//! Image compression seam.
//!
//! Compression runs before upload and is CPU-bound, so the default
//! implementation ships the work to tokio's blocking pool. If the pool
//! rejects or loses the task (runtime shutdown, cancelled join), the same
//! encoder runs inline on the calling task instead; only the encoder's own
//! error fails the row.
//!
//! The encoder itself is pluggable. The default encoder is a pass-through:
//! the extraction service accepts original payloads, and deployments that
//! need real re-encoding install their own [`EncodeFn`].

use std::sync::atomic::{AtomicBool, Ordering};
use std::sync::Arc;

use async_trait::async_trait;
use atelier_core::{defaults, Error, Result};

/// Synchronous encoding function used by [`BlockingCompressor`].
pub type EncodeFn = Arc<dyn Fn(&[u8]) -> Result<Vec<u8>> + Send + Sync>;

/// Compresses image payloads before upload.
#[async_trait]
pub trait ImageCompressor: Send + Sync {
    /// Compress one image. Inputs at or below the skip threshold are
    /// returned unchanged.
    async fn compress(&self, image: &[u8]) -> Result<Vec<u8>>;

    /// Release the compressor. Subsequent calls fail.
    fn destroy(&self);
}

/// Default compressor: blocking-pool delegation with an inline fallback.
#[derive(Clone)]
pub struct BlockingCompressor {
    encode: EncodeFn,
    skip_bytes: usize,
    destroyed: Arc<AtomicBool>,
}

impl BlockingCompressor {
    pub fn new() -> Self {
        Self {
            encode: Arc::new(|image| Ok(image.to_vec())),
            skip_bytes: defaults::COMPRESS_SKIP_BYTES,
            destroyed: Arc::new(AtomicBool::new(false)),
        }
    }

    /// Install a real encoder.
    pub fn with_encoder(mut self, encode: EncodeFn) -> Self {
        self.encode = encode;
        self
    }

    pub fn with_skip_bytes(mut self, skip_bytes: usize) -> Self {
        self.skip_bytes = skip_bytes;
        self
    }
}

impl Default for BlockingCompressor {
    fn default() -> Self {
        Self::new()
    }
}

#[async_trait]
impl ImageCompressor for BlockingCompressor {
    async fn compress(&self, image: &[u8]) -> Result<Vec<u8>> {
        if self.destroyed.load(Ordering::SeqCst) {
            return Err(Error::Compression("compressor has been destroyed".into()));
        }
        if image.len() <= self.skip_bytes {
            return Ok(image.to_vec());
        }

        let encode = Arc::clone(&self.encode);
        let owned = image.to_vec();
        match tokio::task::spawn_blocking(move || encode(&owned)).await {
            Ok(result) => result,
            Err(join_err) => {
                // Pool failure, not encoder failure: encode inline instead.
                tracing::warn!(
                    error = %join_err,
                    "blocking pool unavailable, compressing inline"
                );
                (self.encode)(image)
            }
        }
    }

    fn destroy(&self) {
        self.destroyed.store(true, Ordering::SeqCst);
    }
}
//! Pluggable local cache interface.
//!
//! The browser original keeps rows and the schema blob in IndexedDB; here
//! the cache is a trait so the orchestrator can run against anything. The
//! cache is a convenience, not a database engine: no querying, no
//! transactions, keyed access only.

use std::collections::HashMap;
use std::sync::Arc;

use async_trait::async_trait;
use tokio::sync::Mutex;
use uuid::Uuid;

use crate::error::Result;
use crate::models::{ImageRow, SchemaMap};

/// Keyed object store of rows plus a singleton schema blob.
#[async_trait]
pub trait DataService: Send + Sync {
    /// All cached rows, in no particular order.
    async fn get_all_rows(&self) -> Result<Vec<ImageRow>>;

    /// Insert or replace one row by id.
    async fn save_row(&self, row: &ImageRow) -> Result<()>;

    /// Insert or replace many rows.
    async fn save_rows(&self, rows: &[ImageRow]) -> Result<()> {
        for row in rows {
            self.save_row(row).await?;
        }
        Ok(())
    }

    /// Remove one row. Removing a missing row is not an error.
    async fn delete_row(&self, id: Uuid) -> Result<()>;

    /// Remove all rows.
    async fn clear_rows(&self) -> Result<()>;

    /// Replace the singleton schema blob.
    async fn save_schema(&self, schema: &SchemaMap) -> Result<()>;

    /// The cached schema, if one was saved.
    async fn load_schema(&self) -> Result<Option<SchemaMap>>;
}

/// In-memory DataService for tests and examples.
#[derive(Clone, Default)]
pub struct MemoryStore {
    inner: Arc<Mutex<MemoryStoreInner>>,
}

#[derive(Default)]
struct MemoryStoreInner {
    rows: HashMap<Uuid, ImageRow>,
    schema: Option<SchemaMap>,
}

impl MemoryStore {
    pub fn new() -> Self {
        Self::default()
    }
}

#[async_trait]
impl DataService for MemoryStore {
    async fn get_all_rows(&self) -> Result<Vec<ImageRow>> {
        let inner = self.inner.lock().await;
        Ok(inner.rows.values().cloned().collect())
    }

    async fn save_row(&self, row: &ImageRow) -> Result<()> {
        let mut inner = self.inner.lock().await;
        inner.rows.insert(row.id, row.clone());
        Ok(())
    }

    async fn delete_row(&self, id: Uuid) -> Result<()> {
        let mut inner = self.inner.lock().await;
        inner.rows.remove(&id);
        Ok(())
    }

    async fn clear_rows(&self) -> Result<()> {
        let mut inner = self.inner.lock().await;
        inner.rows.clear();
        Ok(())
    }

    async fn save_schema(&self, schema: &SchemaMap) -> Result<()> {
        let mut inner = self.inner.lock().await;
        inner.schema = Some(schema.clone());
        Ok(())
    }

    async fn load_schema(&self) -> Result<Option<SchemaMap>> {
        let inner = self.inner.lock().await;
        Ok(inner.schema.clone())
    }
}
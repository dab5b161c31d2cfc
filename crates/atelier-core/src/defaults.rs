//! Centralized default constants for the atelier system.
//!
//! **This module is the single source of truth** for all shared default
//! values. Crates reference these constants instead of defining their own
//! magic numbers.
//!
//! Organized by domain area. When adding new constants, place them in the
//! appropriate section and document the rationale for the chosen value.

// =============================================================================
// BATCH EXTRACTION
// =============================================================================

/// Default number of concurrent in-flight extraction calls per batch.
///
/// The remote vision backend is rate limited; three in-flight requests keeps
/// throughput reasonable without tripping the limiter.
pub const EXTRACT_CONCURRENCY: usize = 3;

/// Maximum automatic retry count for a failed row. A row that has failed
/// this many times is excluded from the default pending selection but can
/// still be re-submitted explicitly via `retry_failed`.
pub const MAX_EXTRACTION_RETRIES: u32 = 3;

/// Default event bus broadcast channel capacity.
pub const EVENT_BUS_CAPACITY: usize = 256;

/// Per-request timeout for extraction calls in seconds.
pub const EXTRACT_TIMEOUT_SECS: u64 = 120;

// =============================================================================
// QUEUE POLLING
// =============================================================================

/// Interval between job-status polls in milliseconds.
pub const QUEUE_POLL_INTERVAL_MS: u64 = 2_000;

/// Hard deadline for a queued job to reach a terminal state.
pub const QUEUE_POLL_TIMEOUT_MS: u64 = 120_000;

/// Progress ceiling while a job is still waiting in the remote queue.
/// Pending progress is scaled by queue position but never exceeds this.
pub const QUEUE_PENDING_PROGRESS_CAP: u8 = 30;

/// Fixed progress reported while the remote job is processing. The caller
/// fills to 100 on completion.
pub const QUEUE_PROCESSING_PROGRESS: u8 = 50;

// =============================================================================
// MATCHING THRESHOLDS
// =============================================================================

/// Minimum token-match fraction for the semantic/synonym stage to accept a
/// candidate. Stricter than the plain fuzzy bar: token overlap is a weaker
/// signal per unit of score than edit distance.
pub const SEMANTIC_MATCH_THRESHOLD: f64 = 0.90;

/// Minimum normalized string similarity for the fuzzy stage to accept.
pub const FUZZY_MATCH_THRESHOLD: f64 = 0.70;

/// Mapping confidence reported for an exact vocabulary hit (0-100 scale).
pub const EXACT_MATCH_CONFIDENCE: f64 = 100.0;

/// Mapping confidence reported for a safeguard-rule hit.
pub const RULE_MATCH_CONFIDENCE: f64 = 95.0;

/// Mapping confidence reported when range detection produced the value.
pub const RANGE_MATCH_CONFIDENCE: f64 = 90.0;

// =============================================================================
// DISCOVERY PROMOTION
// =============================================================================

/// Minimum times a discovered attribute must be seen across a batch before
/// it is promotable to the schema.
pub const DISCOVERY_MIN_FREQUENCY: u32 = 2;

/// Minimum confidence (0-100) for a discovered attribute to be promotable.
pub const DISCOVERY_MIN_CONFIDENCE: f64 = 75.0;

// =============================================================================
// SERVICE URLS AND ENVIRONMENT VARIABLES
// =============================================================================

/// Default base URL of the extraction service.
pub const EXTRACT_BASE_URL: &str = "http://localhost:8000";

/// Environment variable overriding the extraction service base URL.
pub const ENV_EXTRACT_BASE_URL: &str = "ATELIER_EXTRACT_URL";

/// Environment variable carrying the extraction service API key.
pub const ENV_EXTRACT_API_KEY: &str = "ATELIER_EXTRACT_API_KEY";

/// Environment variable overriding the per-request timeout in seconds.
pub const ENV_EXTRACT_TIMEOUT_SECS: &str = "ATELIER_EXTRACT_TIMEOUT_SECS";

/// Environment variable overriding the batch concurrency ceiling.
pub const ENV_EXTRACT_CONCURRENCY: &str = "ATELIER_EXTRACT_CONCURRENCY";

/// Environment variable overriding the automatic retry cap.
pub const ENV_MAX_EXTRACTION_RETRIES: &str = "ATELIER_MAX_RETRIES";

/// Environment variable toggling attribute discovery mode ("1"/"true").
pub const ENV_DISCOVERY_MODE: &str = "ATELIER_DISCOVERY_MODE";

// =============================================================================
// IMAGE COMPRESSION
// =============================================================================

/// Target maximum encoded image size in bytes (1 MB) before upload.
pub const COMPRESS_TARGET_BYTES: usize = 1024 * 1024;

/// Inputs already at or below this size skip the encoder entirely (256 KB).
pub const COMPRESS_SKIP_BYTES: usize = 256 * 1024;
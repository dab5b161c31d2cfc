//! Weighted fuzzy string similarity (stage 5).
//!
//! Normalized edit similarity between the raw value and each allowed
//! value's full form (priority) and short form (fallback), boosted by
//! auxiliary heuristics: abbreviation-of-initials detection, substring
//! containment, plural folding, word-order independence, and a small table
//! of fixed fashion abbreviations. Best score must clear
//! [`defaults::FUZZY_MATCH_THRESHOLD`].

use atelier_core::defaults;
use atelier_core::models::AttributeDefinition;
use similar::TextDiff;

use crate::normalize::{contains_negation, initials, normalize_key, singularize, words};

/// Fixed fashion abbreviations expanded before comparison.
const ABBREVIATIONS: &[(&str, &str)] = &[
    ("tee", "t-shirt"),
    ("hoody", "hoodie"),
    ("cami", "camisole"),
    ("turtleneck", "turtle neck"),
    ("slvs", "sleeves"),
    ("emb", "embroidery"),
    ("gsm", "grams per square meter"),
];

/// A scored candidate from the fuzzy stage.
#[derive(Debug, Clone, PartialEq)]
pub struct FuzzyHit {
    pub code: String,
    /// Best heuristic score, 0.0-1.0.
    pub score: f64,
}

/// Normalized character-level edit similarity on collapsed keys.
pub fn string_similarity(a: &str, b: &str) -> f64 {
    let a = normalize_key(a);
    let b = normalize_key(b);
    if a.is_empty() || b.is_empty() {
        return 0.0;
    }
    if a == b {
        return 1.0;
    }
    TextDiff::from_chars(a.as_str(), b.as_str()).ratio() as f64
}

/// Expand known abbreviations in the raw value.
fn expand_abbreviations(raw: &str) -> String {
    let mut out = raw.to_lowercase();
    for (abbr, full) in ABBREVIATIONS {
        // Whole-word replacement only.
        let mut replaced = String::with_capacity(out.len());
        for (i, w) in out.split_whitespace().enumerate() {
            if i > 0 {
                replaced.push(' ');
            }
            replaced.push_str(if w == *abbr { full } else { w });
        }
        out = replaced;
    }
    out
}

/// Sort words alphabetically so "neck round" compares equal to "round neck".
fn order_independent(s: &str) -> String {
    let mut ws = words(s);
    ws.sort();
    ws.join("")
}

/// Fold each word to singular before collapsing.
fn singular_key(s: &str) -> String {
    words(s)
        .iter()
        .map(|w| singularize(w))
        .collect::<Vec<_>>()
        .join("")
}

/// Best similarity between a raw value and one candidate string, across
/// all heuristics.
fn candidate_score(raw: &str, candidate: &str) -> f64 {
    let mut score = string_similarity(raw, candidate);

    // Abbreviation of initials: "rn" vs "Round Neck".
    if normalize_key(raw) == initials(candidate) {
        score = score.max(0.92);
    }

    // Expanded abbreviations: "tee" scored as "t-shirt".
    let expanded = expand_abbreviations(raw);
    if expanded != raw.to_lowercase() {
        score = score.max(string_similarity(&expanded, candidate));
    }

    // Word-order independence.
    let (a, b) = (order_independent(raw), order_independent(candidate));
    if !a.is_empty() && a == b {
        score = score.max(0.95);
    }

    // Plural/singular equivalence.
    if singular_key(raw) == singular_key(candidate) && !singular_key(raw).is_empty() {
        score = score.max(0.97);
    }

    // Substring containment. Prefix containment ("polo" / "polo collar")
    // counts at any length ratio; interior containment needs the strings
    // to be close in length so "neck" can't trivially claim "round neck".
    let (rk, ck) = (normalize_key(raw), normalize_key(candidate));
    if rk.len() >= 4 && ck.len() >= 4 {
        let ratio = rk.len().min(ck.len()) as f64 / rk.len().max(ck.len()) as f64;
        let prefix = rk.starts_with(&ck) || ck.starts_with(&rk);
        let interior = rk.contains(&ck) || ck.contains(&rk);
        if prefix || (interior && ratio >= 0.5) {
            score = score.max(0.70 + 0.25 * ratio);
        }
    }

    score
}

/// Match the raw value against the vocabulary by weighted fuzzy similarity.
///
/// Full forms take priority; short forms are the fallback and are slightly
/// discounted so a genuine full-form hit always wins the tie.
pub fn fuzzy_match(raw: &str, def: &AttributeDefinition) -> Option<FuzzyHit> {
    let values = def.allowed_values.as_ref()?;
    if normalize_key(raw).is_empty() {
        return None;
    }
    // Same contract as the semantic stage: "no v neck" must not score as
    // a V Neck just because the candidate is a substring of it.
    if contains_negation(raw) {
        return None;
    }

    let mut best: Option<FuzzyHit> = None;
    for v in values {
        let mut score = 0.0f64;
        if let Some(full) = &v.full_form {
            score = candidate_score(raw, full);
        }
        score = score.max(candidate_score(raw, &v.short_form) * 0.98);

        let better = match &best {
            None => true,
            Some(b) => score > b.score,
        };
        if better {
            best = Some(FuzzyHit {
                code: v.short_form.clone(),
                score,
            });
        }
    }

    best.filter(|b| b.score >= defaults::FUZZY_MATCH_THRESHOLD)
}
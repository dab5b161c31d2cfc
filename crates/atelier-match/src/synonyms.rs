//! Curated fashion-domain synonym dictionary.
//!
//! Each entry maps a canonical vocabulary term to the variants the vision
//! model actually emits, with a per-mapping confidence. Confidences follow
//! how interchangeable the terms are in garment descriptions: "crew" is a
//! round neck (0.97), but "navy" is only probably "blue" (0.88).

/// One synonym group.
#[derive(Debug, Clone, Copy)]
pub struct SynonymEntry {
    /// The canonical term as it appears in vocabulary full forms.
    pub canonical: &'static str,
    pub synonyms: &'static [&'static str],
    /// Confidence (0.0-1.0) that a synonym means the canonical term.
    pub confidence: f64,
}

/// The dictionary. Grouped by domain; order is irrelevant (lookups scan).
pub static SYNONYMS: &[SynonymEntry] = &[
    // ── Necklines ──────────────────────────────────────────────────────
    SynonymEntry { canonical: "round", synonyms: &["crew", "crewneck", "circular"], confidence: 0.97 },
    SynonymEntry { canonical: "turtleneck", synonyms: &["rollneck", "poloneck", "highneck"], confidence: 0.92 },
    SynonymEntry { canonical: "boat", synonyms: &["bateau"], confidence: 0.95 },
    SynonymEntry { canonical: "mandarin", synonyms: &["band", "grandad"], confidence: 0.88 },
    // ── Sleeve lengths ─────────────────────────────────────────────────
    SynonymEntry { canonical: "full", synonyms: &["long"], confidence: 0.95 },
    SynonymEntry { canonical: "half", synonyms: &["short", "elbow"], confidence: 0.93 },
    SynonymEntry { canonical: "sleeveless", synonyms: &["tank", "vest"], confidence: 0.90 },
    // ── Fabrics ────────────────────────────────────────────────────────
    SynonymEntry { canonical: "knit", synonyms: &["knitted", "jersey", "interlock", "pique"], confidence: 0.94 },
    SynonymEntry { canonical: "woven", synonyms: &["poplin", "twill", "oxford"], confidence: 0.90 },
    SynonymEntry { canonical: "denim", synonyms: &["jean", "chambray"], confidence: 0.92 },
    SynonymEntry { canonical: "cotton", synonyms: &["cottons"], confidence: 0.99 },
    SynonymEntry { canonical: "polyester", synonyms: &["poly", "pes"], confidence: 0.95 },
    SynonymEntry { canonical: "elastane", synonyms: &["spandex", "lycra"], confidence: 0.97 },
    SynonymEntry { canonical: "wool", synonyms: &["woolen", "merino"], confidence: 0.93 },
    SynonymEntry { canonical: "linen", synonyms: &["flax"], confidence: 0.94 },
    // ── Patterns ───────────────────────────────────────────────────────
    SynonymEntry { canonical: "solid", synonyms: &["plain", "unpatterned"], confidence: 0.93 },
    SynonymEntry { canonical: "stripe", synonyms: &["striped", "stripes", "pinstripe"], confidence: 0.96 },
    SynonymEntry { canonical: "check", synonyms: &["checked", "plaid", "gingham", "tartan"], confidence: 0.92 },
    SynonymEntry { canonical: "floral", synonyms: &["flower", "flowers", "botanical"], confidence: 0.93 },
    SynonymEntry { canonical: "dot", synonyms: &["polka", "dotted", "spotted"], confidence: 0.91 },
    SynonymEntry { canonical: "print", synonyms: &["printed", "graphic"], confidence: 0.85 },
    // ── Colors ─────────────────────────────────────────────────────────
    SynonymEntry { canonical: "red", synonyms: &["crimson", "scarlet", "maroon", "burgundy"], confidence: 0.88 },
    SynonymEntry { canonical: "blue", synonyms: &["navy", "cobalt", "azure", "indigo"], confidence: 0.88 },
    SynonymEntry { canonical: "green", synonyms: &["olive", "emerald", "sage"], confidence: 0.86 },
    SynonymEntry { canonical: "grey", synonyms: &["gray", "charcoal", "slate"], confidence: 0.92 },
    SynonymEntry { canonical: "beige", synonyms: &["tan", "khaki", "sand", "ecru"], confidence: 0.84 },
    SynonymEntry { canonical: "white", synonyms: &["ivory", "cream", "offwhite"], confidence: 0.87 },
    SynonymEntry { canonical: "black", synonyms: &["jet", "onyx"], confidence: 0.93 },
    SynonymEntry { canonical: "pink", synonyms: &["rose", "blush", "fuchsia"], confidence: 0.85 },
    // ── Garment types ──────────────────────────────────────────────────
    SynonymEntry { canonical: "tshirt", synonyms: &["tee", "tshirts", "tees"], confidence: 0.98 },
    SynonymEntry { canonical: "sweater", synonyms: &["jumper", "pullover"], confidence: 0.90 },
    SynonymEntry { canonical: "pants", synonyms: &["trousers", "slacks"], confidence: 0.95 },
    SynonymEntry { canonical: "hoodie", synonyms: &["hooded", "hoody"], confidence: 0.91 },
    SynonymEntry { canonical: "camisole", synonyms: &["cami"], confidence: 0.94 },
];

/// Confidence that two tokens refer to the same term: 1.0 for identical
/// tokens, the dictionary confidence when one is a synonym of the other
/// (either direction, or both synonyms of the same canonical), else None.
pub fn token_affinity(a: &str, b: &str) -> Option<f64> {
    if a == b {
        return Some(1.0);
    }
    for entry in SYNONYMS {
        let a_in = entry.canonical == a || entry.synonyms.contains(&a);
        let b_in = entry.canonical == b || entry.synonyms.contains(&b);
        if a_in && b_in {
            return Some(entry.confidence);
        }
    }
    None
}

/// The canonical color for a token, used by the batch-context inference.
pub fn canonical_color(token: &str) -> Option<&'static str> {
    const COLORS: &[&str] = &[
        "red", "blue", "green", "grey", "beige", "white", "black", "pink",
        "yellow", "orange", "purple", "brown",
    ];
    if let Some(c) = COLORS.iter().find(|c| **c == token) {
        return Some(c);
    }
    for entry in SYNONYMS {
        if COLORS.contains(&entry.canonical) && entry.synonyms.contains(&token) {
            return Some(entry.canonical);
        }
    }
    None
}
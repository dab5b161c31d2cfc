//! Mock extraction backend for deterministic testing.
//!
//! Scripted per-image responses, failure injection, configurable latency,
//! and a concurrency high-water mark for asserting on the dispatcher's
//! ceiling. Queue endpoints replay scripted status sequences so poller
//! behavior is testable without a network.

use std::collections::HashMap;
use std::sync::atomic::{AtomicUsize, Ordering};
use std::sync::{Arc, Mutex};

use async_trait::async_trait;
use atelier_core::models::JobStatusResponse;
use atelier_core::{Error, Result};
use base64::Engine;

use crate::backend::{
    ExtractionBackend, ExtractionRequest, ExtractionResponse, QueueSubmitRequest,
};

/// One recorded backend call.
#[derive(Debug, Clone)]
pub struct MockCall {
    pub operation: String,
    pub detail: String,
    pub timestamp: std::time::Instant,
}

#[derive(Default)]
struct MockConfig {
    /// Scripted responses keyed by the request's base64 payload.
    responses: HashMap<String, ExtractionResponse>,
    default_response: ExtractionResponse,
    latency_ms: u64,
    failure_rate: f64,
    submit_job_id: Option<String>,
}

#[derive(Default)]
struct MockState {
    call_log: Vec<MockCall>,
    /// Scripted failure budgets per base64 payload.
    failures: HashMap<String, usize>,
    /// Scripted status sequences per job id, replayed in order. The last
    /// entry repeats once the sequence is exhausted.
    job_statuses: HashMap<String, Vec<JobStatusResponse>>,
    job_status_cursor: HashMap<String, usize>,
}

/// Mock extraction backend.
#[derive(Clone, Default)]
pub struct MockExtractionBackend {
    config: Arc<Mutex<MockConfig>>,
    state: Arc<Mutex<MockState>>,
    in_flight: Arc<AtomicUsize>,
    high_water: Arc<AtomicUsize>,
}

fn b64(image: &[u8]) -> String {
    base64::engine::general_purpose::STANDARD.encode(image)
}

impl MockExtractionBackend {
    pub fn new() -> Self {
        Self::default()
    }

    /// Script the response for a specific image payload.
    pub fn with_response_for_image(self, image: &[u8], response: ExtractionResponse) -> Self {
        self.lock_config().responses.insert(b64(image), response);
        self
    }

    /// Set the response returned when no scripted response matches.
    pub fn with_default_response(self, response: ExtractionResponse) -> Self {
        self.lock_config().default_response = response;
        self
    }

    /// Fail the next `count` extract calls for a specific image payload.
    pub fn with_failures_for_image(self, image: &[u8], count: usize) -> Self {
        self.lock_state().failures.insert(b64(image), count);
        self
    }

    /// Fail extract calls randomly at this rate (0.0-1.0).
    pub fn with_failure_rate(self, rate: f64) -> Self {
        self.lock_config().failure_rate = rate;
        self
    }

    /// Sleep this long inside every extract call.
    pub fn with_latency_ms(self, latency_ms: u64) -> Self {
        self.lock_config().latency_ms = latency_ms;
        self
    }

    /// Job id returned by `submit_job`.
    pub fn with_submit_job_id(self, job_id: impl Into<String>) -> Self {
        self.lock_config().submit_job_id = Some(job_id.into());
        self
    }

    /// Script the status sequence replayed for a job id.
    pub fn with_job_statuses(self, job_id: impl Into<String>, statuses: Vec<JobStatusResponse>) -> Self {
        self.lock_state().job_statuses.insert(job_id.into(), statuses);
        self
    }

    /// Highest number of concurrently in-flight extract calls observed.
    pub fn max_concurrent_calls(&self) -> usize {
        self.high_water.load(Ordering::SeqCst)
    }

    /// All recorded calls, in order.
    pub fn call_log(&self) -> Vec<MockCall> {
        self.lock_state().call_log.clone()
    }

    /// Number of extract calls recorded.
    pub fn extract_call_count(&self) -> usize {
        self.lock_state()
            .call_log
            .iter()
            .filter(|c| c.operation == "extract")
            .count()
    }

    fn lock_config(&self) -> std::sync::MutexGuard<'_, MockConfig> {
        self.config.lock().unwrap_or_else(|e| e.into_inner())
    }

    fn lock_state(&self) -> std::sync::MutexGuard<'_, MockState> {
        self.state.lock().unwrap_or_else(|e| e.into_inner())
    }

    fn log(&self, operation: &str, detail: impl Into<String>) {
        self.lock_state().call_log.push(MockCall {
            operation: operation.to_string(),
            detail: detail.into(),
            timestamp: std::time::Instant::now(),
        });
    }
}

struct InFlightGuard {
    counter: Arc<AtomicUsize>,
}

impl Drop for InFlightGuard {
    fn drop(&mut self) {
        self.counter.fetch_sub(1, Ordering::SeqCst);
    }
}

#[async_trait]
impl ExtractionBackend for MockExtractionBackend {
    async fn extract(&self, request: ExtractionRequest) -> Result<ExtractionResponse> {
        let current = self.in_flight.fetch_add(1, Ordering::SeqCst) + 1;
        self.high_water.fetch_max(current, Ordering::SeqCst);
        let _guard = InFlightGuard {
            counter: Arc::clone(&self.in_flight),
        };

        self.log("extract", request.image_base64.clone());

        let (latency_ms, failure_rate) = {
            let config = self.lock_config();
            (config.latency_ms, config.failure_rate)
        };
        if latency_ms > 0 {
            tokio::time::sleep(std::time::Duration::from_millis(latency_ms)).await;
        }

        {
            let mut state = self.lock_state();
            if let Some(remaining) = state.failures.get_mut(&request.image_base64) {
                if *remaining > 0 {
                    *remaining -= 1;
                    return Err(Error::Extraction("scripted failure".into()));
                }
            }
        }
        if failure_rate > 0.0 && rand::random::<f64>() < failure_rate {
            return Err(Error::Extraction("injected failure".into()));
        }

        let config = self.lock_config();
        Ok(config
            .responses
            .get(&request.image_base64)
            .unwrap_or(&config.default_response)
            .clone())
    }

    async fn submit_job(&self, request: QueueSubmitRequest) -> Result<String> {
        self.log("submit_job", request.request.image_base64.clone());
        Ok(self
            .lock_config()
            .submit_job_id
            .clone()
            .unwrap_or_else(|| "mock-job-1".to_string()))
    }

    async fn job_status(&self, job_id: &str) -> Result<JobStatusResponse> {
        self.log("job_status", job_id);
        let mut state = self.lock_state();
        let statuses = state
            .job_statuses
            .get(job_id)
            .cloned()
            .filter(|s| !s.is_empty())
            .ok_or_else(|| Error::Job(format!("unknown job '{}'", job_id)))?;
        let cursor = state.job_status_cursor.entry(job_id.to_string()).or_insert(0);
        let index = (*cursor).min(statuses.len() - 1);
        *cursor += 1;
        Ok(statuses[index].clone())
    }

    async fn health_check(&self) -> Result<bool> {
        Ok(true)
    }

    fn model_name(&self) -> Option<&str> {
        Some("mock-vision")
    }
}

+ + + +

- _What is expected_: Reproduce the entries exactly, starting at their first line and stopping after the line with "pub type EncodeFn".

- _Exercise solution_:
//! Image compression seam.
//!
//! Compression runs before upload and is CPU-bound, so the default
//! implementation ships the work to tokio's blocking pool. If the pool
//! rejects or loses the task (runtime shutdown, cancelled join), the same
//! encoder runs inline on the calling task instead; only the encoder's own
//! error fails the row.
//!
//! The encoder itself is pluggable. The default encoder is a pass-through:
//! the extraction service accepts original payloads, and deployments that
//! need real re-encoding install their own [`EncodeFn`].

use std::sync::atomic::{AtomicBool, Ordering};
use std::sync::Arc;

use async_trait::async_trait;
use atelier_core::{defaults, Error, Result};

/// Synchronous encoding function used by [`BlockingCompressor`].
pub type EncodeFn = Arc<dyn Fn(&[u8]) -> Result<Vec<u8>> + Send + Sync>;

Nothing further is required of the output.